Commanders and leaders
- Venkatapati Raya Damarla Chennapa Nayaka Velugoti Yachama Nayaka: Lingama Nayaka (POW)

= Siege of Vellore (1603–1604) =

Event in the Indian state of Tamil Nadu

The Siege of Vellore was a major Siege battle in which the Vijayanagara forces tried to bring Lingama Nayaka under control after he rebelled. Vellore was a strong and well fortified place making the siege long and difficult. The Vijaynagara commander Damarla Chennapa Nayaka first tried to take the fort by a quick surprise attack but the defenders pushed him back. He then surrounded the fort and kept up the pressure for months even through heavy rains. During the siege Lingama was captured outside the fort and brought to the Vijayanagara camp but his sons and soldiers continued to resist. In early 1604, Emperor Venkatapati Raya himself arrived with a large army. the fort fell and the emperor entered Vellore.

==Background==
In the year 1603 Lingama Nayaka rose in rebellion against the emperor Venkatapati Raya and acted on his own authority. According to the Jesuit account that describes this incident, Lingama aimed to establish a small independent territory for himself free from the control of both the Nayak of Gingee and the emperor. He relied heavily on his great wealth and on the strong defenses of Vellore Fort which was considered almost impossible to capture. Confident in these advantages he openly challenged both the Krishnappa Nayaka of Gingee And Venkatapati Raya's Authority.

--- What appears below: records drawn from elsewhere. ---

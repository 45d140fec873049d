use serde::{Deserialize, Serialize};

/// Weekly income, fixed costs and discretionary budgets, in whole currency units.
#[derive(Debug, Clone, Copy, Default, Serialize, Deserialize, PartialEq, Eq)]
pub struct BudgetSettings {
    pub weekly_income: i64,
    pub fuel_cost: i64,
    pub internet_cost: i64,
    pub food_budget: i64,
    pub misc_budget: i64,
    /// Food actually spent this week, entered by hand.
    #[serde(default)]
    pub actual_food: i64,
}

impl BudgetSettings {
    pub fn fixed_expenses(&self) -> i64 {
        self.fuel_cost.saturating_add(self.internet_cost)
    }

    /// Updates one field by name, returning `false` for an unknown field.
    pub fn set_field(&mut self, field: &str, value: i64) -> bool {
        let slot = match field.trim().to_ascii_lowercase().replace('-', "_").as_str() {
            "weekly_income" | "income" => &mut self.weekly_income,
            "fuel_cost" | "fuel" => &mut self.fuel_cost,
            "internet_cost" | "internet" => &mut self.internet_cost,
            "food_budget" | "food" => &mut self.food_budget,
            "misc_budget" | "misc" => &mut self.misc_budget,
            "actual_food" => &mut self.actual_food,
            _ => return false,
        };
        *slot = value;
        true
    }
}
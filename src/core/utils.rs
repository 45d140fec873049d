use dirs::home_dir;
use std::{
    env, fs, io,
    path::{Path, PathBuf},
};

const DEFAULT_DIR_NAME: &str = ".budget_dashboard";
const CONFIG_DIR: &str = "config";
const CONFIG_FILE: &str = "config.json";

/// Environment variable that overrides the data directory.
pub const HOME_ENV: &str = "BUDGET_DASHBOARD_HOME";

/// Returns the application data directory, defaulting to `~/.budget_dashboard`.
pub fn app_data_dir() -> PathBuf {
    if let Some(custom) = env::var_os(HOME_ENV) {
        return PathBuf::from(custom);
    }
    home_dir()
        .unwrap_or_else(|| PathBuf::from("."))
        .join(DEFAULT_DIR_NAME)
}

pub fn config_dir_in(base: &Path) -> PathBuf {
    base.join(CONFIG_DIR)
}

/// `<base>/config/config.json`
pub fn config_file_in(base: &Path) -> PathBuf {
    config_dir_in(base).join(CONFIG_FILE)
}

pub fn ensure_dir(path: &Path) -> io::Result<()> {
    if !path.exists() {
        fs::create_dir_all(path)?;
    }
    Ok(())
}
impl ResourceCache {
    pub fn new(max_bytes: u64) -> Self {
        Self {
            resource_map: HashMap::new(),
            purgeable_queue: PurgeableQueue::new(),
            nonpurgeable: Vec::new(),
            return_queue: ReturnQueue::new(),
            max_bytes,
            budgeted_bytes: 0,
            purgeable_bytes: 0,
            use_token: 0,
            epoch: Instant::now(),
            is_shutdown: false,
        }
    }

    /// Register a newly created backend object. Must be called exactly once
    /// per object, at creation time; the returned handle is the caller's
    /// usage reference. Shareable resources must carry a key, or nothing
    /// could ever find them again.
    pub fn insert_resource(
        &mut self,
        gpu: Box<dyn GpuObject>,
        key: Option<ResourceKey>,
        budgeted: Budgeted,
        shareable: Shareable,
    ) -> Resource {
        debug_assert!(!self.is_shutdown);
        debug_assert!(
            key.is_some() || shareable == Shareable::No,
            "shareable resources must carry a key"
        );
        self.process_returned_resources();
        let inner = ResourceInner::new(
            gpu,
            key,
            budgeted,
            shareable,
            Arc::downgrade(&self.return_queue),
        );
        self.stamp_use(&inner);
        if let Some(key) = inner.key().cloned() {
            self.resource_map.entry(key).or_default().push(inner.clone());
        }
        if budgeted == Budgeted::Yes {
            self.budgeted_bytes += inner.size();
        }
        self.add_to_nonpurgeable(inner.clone());
        self.purge_as_needed();
        self.validate();
        Resource::from_first_ref(inner)
    }

    /// Find a resource matching `key`, take a usage reference on it, and
    /// promote it to most-recently-used.
    ///
    /// Availability depends on the shareable mode the resource was
    /// registered with, which must match the request: `No` requires a fully
    /// idle resource, `Scratch` requires absence from the caller's
    /// `unavailable` set, `Yes` always matches. Among several candidates
    /// the first available one in key-bucket order wins; buckets keep
    /// insertion order, so this is the oldest surviving resource for the
    /// key.
    ///
    /// Requesting `Budgeted::Yes` for a resource registered non-budgeted
    /// moves its bytes into the budget; the reverse request changes
    /// nothing.
    pub fn find_and_ref_resource(
        &mut self,
        key: &ResourceKey,
        budgeted: Budgeted,
        shareable: Shareable,
        unavailable: Option<&ScratchResourceSet>,
    ) -> Option<Resource> {
        debug_assert!(!self.is_shutdown);
        debug_assert!(
            shareable != Shareable::Scratch || unavailable.is_some(),
            "scratch requests must supply the frame's unavailable set"
        );
        self.process_returned_resources();
        let found = self.resource_map.get(key).and_then(|bucket| {
            bucket
                .iter()
                .find(|inner| {
                    if inner.shareable() != shareable {
                        return false;
                    }
                    match shareable {
                        Shareable::No => !inner.has_any_refs(),
                        Shareable::Scratch => {
                            unavailable.map_or(true, |set| !set.contains(&inner.id()))
                        }
                        Shareable::Yes => true,
                    }
                })
                .cloned()
        })?;
        let handle = self.ref_and_make_mru(&found, budgeted);
        self.validate();
        Some(handle)
    }

    /// Drain the return queue and fold each entry into the cache: idle
    /// keyed resources become purgeable, idle keyless resources leave the
    /// cache, anything still referenced stays where it is. Returns whether
    /// any entry was drained.
    pub(crate) fn process_returned_resources(&mut self) -> bool {
        let returns = self.return_queue.take_returns();
        if returns.is_empty() {
            return false;
        }
        for (resource, _last_ref) in returns {
            self.process_returned_resource(resource);
        }
        self.purge_as_needed();
        self.validate();
        true
    }

    fn process_returned_resource(&mut self, resource: Arc<ResourceInner>) {
        // The resource may have been re-referenced, or already handled via
        // an earlier queue entry, between enqueue and drain.
        if resource.has_any_refs()
            || resource.in_purgeable_queue()
            || resource.cache_index() == INDEX_NONE
        {
            return;
        }
        if resource.key().is_none() {
            // Nothing can find it again; release the cache's reference.
            self.remove_from_nonpurgeable(&resource);
            if resource.is_budgeted() {
                self.budgeted_bytes -= resource.size();
            }
            return;
        }
        self.remove_from_nonpurgeable(&resource);
        let token = if resource.size() == 0 {
            SENTINEL_USE_TOKEN
        } else {
            self.next_use_token()
        };
        resource.set_last_use_token(token);
        resource.set_last_access_micros(self.now_micros());
        self.purgeable_bytes += resource.size();
        self.purgeable_queue.push(resource);
    }

    /// Evict every purgeable resource with a nonzero footprint.
    pub fn purge_resources(&mut self) {
        self.process_returned_resources();
        self.purge_resources_walk(None);
        self.validate();
    }

    /// Evict purgeable resources whose last use precedes `purge_time`.
    /// Zero-size resources are never evicted.
    pub fn purge_resources_not_used_since(&mut self, purge_time: Instant) {
        self.process_returned_resources();
        self.purge_resources_walk(Some(purge_time));
        self.validate();
    }

    fn purge_resources_walk(&mut self, purge_time: Option<Instant>) {
        let cutoff_micros =
            purge_time.map(|t| t.saturating_duration_since(self.epoch).as_micros() as u64);
        while let Some(head) = self.purgeable_queue.peek() {
            // The sentinel region sorts last; reaching it ends every walk.
            if head.last_use_token() == SENTINEL_USE_TOKEN {
                break;
            }
            if let Some(cutoff) = cutoff_micros {
                if head.last_access_micros() >= cutoff {
                    break;
                }
            }
            let resource = self.purgeable_queue.pop().unwrap();
            self.purge_resource(resource);
        }
    }

    fn purge_as_needed(&mut self) {
        while self.overbudget() {
            let Some(head) = self.purgeable_queue.peek() else {
                // Everything left is pinned; stay overbudget until returns
                // come in.
                break;
            };
            if head.last_use_token() == SENTINEL_USE_TOKEN {
                break;
            }
            let resource = self.purgeable_queue.pop().unwrap();
            self.purge_resource(resource);
        }
    }

    fn purge_resource(&mut self, resource: Arc<ResourceInner>) {
        debug_assert!(!resource.has_any_refs());
        self.remove_from_resource_map(&resource);
        self.purgeable_bytes -= resource.size();
        if resource.is_budgeted() {
            self.budgeted_bytes -= resource.size();
        }
    }

    pub fn get_max_budget(&self) -> u64 {
        self.max_bytes
    }

    /// Update the budget ceiling and immediately purge down to it.
    pub fn set_max_budget(&mut self, bytes: u64) {
        self.max_bytes = bytes;
        self.process_returned_resources();
        self.purge_as_needed();
        self.validate();
    }

    pub fn current_budgeted_bytes(&self) -> u64 {
        self.budgeted_bytes
    }

    pub fn current_purgeable_bytes(&self) -> u64 {
        self.purgeable_bytes
    }

    pub fn get_resource_count(&self) -> usize {
        self.purgeable_queue.len() + self.nonpurgeable.len()
    }

    /// Report every resource's size and purgeable classification to a
    /// diagnostics sink.
    pub fn dump_memory_statistics(&self, dump: &mut dyn MemoryDump) {
        for resource in &self.nonpurgeable {
            let gpu = resource.gpu();
            dump.dump_item(gpu.label(), gpu.resource_type(), resource.size(), false);
        }
        for resource in &self.purgeable_queue.heap {
            let gpu = resource.gpu();
            dump.dump_item(gpu.label(), gpu.resource_type(), resource.size(), true);
        }
    }

    /// Mark the cache terminal. Resources already queued for return are
    /// released along with everything the cache holds; later returns are
    /// rejected and those resources free themselves with their final
    /// handle. Also runs on drop.
    pub fn shutdown(&mut self) {
        if self.is_shutdown {
            return;
        }
        self.is_shutdown = true;
        let pending = self.return_queue.shutdown();
        log::debug!(
            "resource cache shutdown: {} resources, {} queued returns",
            self.get_resource_count(),
            pending.len()
        );
        drop(pending);
        for resource in self.nonpurgeable.drain(..) {
            resource.set_cache_index(INDEX_NONE);
        }
        while self.purgeable_queue.pop().is_some() {}
        self.resource_map.clear();
        self.budgeted_bytes = 0;
        self.purgeable_bytes = 0;
    }

    fn overbudget(&self) -> bool {
        self.budgeted_bytes > self.max_bytes
    }

    fn ref_and_make_mru(&mut self, inner: &Arc<ResourceInner>, budgeted: Budgeted) -> Resource {
        if inner.in_purgeable_queue() {
            self.purgeable_queue.remove(inner);
            self.purgeable_bytes -= inner.size();
            self.add_to_nonpurgeable(inner.clone());
        }
        self.stamp_use(inner);
        let mut upgraded = false;
        if budgeted == Budgeted::Yes && !inner.is_budgeted() {
            inner.set_budgeted(true);
            self.budgeted_bytes += inner.size();
            upgraded = true;
        }
        let handle = Resource::from_new_ref(inner);
        if upgraded {
            self.purge_as_needed();
        }
        handle
    }

    fn stamp_use(&mut self, inner: &Arc<ResourceInner>) {
        let token = self.next_use_token();
        inner.set_last_use_token(token);
        inner.set_last_access_micros(self.now_micros());
    }

    fn next_use_token(&mut self) -> u32 {
        let token = self.use_token;
        self.use_token += 1;
        debug_assert_ne!(token, SENTINEL_USE_TOKEN);
        token
    }

    fn now_micros(&self) -> u64 {
        self.epoch.elapsed().as_micros() as u64
    }

    fn add_to_nonpurgeable(&mut self, resource: Arc<ResourceInner>) {
        resource.set_cache_index(-(self.nonpurgeable.len() as i32) - 1);
        self.nonpurgeable.push(resource);
    }

    fn remove_from_nonpurgeable(&mut self, resource: &Arc<ResourceInner>) {
        let encoded = resource.cache_index();
        debug_assert!(encoded < 0 && encoded != INDEX_NONE);
        let index = (-encoded - 1) as usize;
        debug_assert!(Arc::ptr_eq(&self.nonpurgeable[index], resource));
        self.nonpurgeable.swap_remove(index);
        if index < self.nonpurgeable.len() {
            self.nonpurgeable[index].set_cache_index(-(index as i32) - 1);
        }
        resource.set_cache_index(INDEX_NONE);
    }

    fn remove_from_resource_map(&mut self, resource: &Arc<ResourceInner>) {
        let Some(key) = resource.key() else {
            return;
        };
        let Some(bucket) = self.resource_map.get_mut(key) else {
            return;
        };
        if let Some(pos) = bucket.iter().position(|r| Arc::ptr_eq(r, resource)) {
            // Ordered removal keeps the bucket in insertion order, which
            // the find tie-break relies on.
            bucket.remove(pos);
        }
        if bucket.is_empty() {
            self.resource_map.remove(key);
        }
    }

    #[cfg(debug_assertions)]
    fn validate(&self) {
        let mut budgeted = 0u64;
        let mut purgeable = 0u64;
        for (i, resource) in self.nonpurgeable.iter().enumerate() {
            assert_eq!(resource.cache_index(), -(i as i32) - 1);
            if resource.is_budgeted() {
                budgeted += resource.size();
            }
        }
        for (i, resource) in self.purgeable_queue.heap.iter().enumerate() {
            assert_eq!(resource.cache_index(), i as i32);
            assert!(!resource.has_any_refs());
            if resource.is_budgeted() {
                budgeted += resource.size();
            }
            purgeable += resource.size();
        }
        assert_eq!(budgeted, self.budgeted_bytes);
        assert_eq!(purgeable, self.purgeable_bytes);
        for bucket in self.resource_map.values() {
            for resource in bucket {
                assert_ne!(resource.cache_index(), INDEX_NONE);
            }
        }
    }

    #[cfg(not(debug_assertions))]
    fn validate(&self) {}

    #[cfg(test)]
    pub(crate) fn return_queue(&self) -> &Arc<ReturnQueue> {
        &self.return_queue
    }
}
#[cfg(test)]
mod tests {
    use super::*;
    use crate::resource::GpuObject;

    struct TestTexture {
        size: u64,
    }

    impl GpuObject for TestTexture {
        fn size_in_bytes(&self) -> u64 {
            self.size
        }

        fn resource_type(&self) -> &'static str {
            "texture"
        }
    }

    #[derive(Default)]
    struct MockProvider {
        fail: bool,
        created: usize,
    }

    impl AtlasTextureProvider for MockProvider {
        fn create_atlas_texture(&mut self, width: u32, height: u32) -> Option<Resource> {
            if self.fail {
                return None;
            }
            self.created += 1;
            Some(Resource::wrap(Box::new(TestTexture {
                size: u64::from(width) * u64::from(height),
            })))
        }
    }

    fn config(page_size: u32, cached: usize, uncached: usize) -> AtlasConfig {
        AtlasConfig {
            page_size,
            max_cached_pages: cached,
            max_uncached_pages: uncached,
        }
    }

    fn mask(w: u16, h: u16) -> Vec<u8> {
        vec![0xff; usize::from(w) * usize::from(h)]
    }

    #[test]
    fn pages_instantiate_textures_lazily() {
        let mut atlas = RasterPathAtlas::new(config(64, 2, 1));
        let mut provider = MockProvider::default();
        assert_eq!(provider.created, 0);

        atlas
            .add_shape(&mut provider, Some(ShapeKey(1)), (16, 16), &mask(16, 16))
            .unwrap();
        assert_eq!(provider.created, 1);

        // A second shape on the same page does not create another texture.
        atlas
            .add_shape(&mut provider, Some(ShapeKey(2)), (16, 16), &mask(16, 16))
            .unwrap();
        assert_eq!(provider.created, 1);
    }

    #[test]
    fn cached_shape_reuses_its_slot() {
        let mut atlas = RasterPathAtlas::new(config(64, 2, 1));
        let mut provider = MockProvider::default();

        let first = atlas
            .add_shape(&mut provider, Some(ShapeKey(7)), (16, 16), &mask(16, 16))
            .unwrap();
        // Flush so a pure cache hit leaves nothing dirty.
        assert_eq!(atlas.record_uploads().len(), 1);

        let again = atlas
            .add_shape(&mut provider, Some(ShapeKey(7)), (16, 16), &mask(16, 16))
            .unwrap();
        assert_eq!(first.origin, again.origin);
        assert_eq!(first.page, again.page);
        assert!(atlas.record_uploads().is_empty());
    }

    #[test]
    fn oversized_mask_is_rejected() {
        let mut atlas = RasterPathAtlas::new(config(64, 2, 1));
        let mut provider = MockProvider::default();
        let err = atlas
            .add_shape(&mut provider, None, (65, 8), &mask(65, 8))
            .unwrap_err();
        assert_eq!(
            err,
            AtlasError::MaskTooLarge {
                width: 65,
                height: 8,
                page_size: 64,
            }
        );
    }

    #[test]
    fn texture_creation_failure_surfaces() {
        let mut atlas = RasterPathAtlas::new(config(64, 1, 1));
        let mut provider = MockProvider {
            fail: true,
            ..Default::default()
        };
        let err = atlas
            .add_shape(&mut provider, None, (16, 16), &mask(16, 16))
            .unwrap_err();
        assert_eq!(err, AtlasError::TextureCreationFailed);
    }

    #[test]
    fn scenario_full_list_evicts_exactly_its_lru_page() {
        // Two cached pages, four 32x32 shapes per 64x64 page.
        let mut atlas = RasterPathAtlas::new(config(64, 2, 1));
        let mut provider = MockProvider::default();
        for i in 0..8 {
            atlas
                .add_shape(&mut provider, Some(ShapeKey(i)), (32, 32), &mask(32, 32))
                .unwrap();
        }
        // Shapes 0-3 landed on page 0, shapes 4-7 on page 1 which is now
        // MRU.
        assert_eq!(atlas.pages[0].cached_shapes.len(), 4);
        assert_eq!(atlas.pages[1].cached_shapes.len(), 4);
        assert_eq!(atlas.cached_list, vec![1, 0]);

        // A ninth shape must reset the LRU page (page 0) and succeed on
        // retry.
        let slot = atlas
            .add_shape(&mut provider, Some(ShapeKey(8)), (32, 32), &mask(32, 32))
            .unwrap();
        assert_eq!(slot.page, 0);
        assert_eq!(atlas.pages[0].cached_shapes.len(), 1);
        assert!(atlas.pages[0].cached_shapes.contains_key(&ShapeKey(8)));
        // The MRU page kept all its shapes, and the uncached page was never
        // touched (or even instantiated).
        assert_eq!(atlas.pages[1].cached_shapes.len(), 4);
        assert!(atlas.pages[2].texture.is_none());
        assert_eq!(atlas.cached_list, vec![0, 1]);
    }

    #[test]
    fn uncached_pressure_never_evicts_cached_pages() {
        let mut atlas = RasterPathAtlas::new(config(64, 1, 1));
        let mut provider = MockProvider::default();

        let keyed = atlas
            .add_shape(&mut provider, Some(ShapeKey(1)), (32, 32), &mask(32, 32))
            .unwrap();

        // Five anonymous shapes overflow the single uncached page.
        for _ in 0..5 {
            atlas
                .add_shape(&mut provider, None, (32, 32), &mask(32, 32))
                .unwrap();
        }

        // The cached page still holds the keyed shape at its old slot.
        let again = atlas
            .add_shape(&mut provider, Some(ShapeKey(1)), (32, 32), &mask(32, 32))
            .unwrap();
        assert_eq!(keyed.origin, again.origin);
        assert_eq!(keyed.page, again.page);
    }

    #[test]
    fn page_reset_retains_the_texture() {
        let mut atlas = RasterPathAtlas::new(config(64, 1, 1));
        let mut provider = MockProvider::default();

        for i in 0..5 {
            atlas
                .add_shape(&mut provider, Some(ShapeKey(i)), (32, 32), &mask(32, 32))
                .unwrap();
        }
        // The overflow reset page 0 but did not reallocate its texture.
        assert_eq!(provider.created, 1);
    }

    #[test]
    fn record_uploads_covers_only_the_dirty_region() {
        let mut atlas = RasterPathAtlas::new(config(64, 1, 1));
        let mut provider = MockProvider::default();

        atlas
            .add_shape(&mut provider, Some(ShapeKey(1)), (16, 16), &mask(16, 16))
            .unwrap();
        let uploads = atlas.record_uploads();
        assert_eq!(uploads.len(), 1);
        assert_eq!(uploads[0].rect.width(), 16);
        assert_eq!(uploads[0].rect.height(), 16);
        assert_eq!(uploads[0].row_bytes, 16);
        assert_eq!(uploads[0].data.len(), 256);
        assert!(uploads[0].data.iter().all(|&b| b == 0xff));

        // The next flush only carries the incremental placement.
        atlas
            .add_shape(&mut provider, Some(ShapeKey(2)), (16, 16), &mask(16, 16))
            .unwrap();
        let uploads = atlas.record_uploads();
        assert_eq!(uploads.len(), 1);
        assert_eq!(uploads[0].rect.width(), 16);
        assert_eq!(uploads[0].rect.height(), 16);

        // Nothing dirty, nothing to upload.
        assert!(atlas.record_uploads().is_empty());
    }
}
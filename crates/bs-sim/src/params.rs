//! Static boost converter parameters.

use bs_core::ensure_positive;
use bs_core::units::{Capacitance, Inductance, Resistance, farad, henry, ohm};

use crate::error::{SimError, SimResult};
use crate::parasitics::Parasitics;
use crate::source::VinSource;

/// Duty-cycle saturation bounds, `0 < min < max < 1`.
#[derive(Clone, Copy, Debug, PartialEq)]
pub struct DutyLimits {
    min: f64,
    max: f64,
}

impl DutyLimits {
    pub const DEFAULT_MIN: f64 = 0.02;
    pub const DEFAULT_MAX: f64 = 0.98;

    pub fn new(min: f64, max: f64) -> SimResult<Self> {
        if !(min.is_finite() && max.is_finite()) {
            return Err(SimError::InvalidParameter {
                what: "duty limits must be finite",
            });
        }
        if !(0.0 < min && min < max && max < 1.0) {
            return Err(SimError::InvalidParameter {
                what: "duty limits must satisfy 0 < d_min < d_max < 1",
            });
        }
        Ok(Self { min, max })
    }

    pub fn min(&self) -> f64 {
        self.min
    }

    pub fn max(&self) -> f64 {
        self.max
    }

    /// Saturate `duty` into `[min, max]`.
    pub fn clamp(&self, duty: f64) -> f64 {
        duty.clamp(self.min, self.max)
    }
}

impl Default for DutyLimits {
    fn default() -> Self {
        Self {
            min: Self::DEFAULT_MIN,
            max: Self::DEFAULT_MAX,
        }
    }
}

/// Boost converter parameters.
///
/// Read-only once built. Every constructor validates, so a `PlantParams`
/// value always has `L, C, R > 0` and well-formed duty limits.
#[derive(Clone, Debug)]
pub struct PlantParams {
    inductance_h: f64,
    capacitance_f: f64,
    load_ohm: f64,
    vin: VinSource,
    duty_limits: DutyLimits,
    non_ideal: bool,
    parasitics: Parasitics,
}

impl PlantParams {
    /// Create parameters for an ideal converter with default duty limits.
    ///
    /// # Arguments
    /// * `inductance_h` - Inductance L (H), must be positive
    /// * `capacitance_f` - Output capacitance C (F), must be positive
    /// * `vin` - Input voltage source (constant or time-varying)
    /// * `load_ohm` - Load resistance R (Ω), must be positive
    ///
    /// # Errors
    /// `InvalidParameter` if a value is out of its physical domain.
    pub fn new(
        inductance_h: f64,
        capacitance_f: f64,
        vin: impl Into<VinSource>,
        load_ohm: f64,
    ) -> SimResult<Self> {
        let vin = vin.into();
        vin.validate()?;
        Ok(Self {
            inductance_h: ensure_positive(inductance_h, "L must be positive")?,
            capacitance_f: ensure_positive(capacitance_f, "C must be positive")?,
            load_ohm: ensure_positive(load_ohm, "R must be positive")?,
            vin,
            duty_limits: DutyLimits::default(),
            non_ideal: false,
            parasitics: Parasitics::ideal(),
        })
    }

    /// Replace the duty-cycle saturation bounds.
    pub fn with_duty_limits(mut self, d_min: f64, d_max: f64) -> SimResult<Self> {
        self.duty_limits = DutyLimits::new(d_min, d_max)?;
        Ok(self)
    }

    /// Attach parasitic elements. They only act when `non_ideal` is on.
    pub fn with_parasitics(mut self, parasitics: Parasitics) -> Self {
        self.parasitics = parasitics;
        self
    }

    pub fn with_non_ideal(mut self, non_ideal: bool) -> Self {
        self.non_ideal = non_ideal;
        self
    }

    pub fn inductance_h(&self) -> f64 {
        self.inductance_h
    }

    pub fn capacitance_f(&self) -> f64 {
        self.capacitance_f
    }

    pub fn load_ohm(&self) -> f64 {
        self.load_ohm
    }

    pub fn inductance(&self) -> Inductance {
        henry(self.inductance_h)
    }

    pub fn capacitance(&self) -> Capacitance {
        farad(self.capacitance_f)
    }

    pub fn load(&self) -> Resistance {
        ohm(self.load_ohm)
    }

    pub fn vin(&self) -> &VinSource {
        &self.vin
    }

    pub fn duty_limits(&self) -> DutyLimits {
        self.duty_limits
    }

    pub fn non_ideal(&self) -> bool {
        self.non_ideal
    }

    pub fn parasitics(&self) -> &Parasitics {
        &self.parasitics
    }

    /// Parasitics that actually enter the dynamics: the configured set when
    /// `non_ideal` is on, the lossless set otherwise.
    pub fn active_parasitics(&self) -> Parasitics {
        if self.non_ideal {
            self.parasitics
        } else {
            Parasitics::ideal()
        }
    }
}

In October 1603, Emperor Venkatapati Raya quickly sent his Dalavay, or commander to attack the stronghold of Lingama Nayaka. The Jesuit account describing the event does not mention the general’s name, but the Bahulasvacharitram records that Damarla Chennapa Nayaka of the Kalahasti family defeated Linga of Vellore on the plains of Munnali and went on to capture the heavily fortified fortress of Vellore. Based on this clear reference Damarla Chennapa Nayaka is identified as the commander who led the Vijayanagara army against Lingama Nayaka and successfully brought the rebellion under control.

==Siege==
When the march toward Vellore began the Damarla Chennapa Nayaka tried to reach the fort by surprise before sunrise by pushing his troops through the night. The plan failed because only the vanguard reached Vellore early in the morning, while the rest of the army arrived late. By then the garrison was fully prepared and Damarla Chennapa Nayaka and his men were met with heavy gunfire as they attempted to storm the city forcing them to fall back. Despite this setback and the arrival of the rainy season Damarla Chennapa Nayaka surrounded the fortress and kept it under siege for two months. During this time two officers from his army who were on friendly terms with Lingama Nayaka were allowed into the fort to pay their respects. When they returned to camp, Lingama himself escorted them a short distance outside the gate. At that moment Chenna’s soldiers seized him and took him prisoner.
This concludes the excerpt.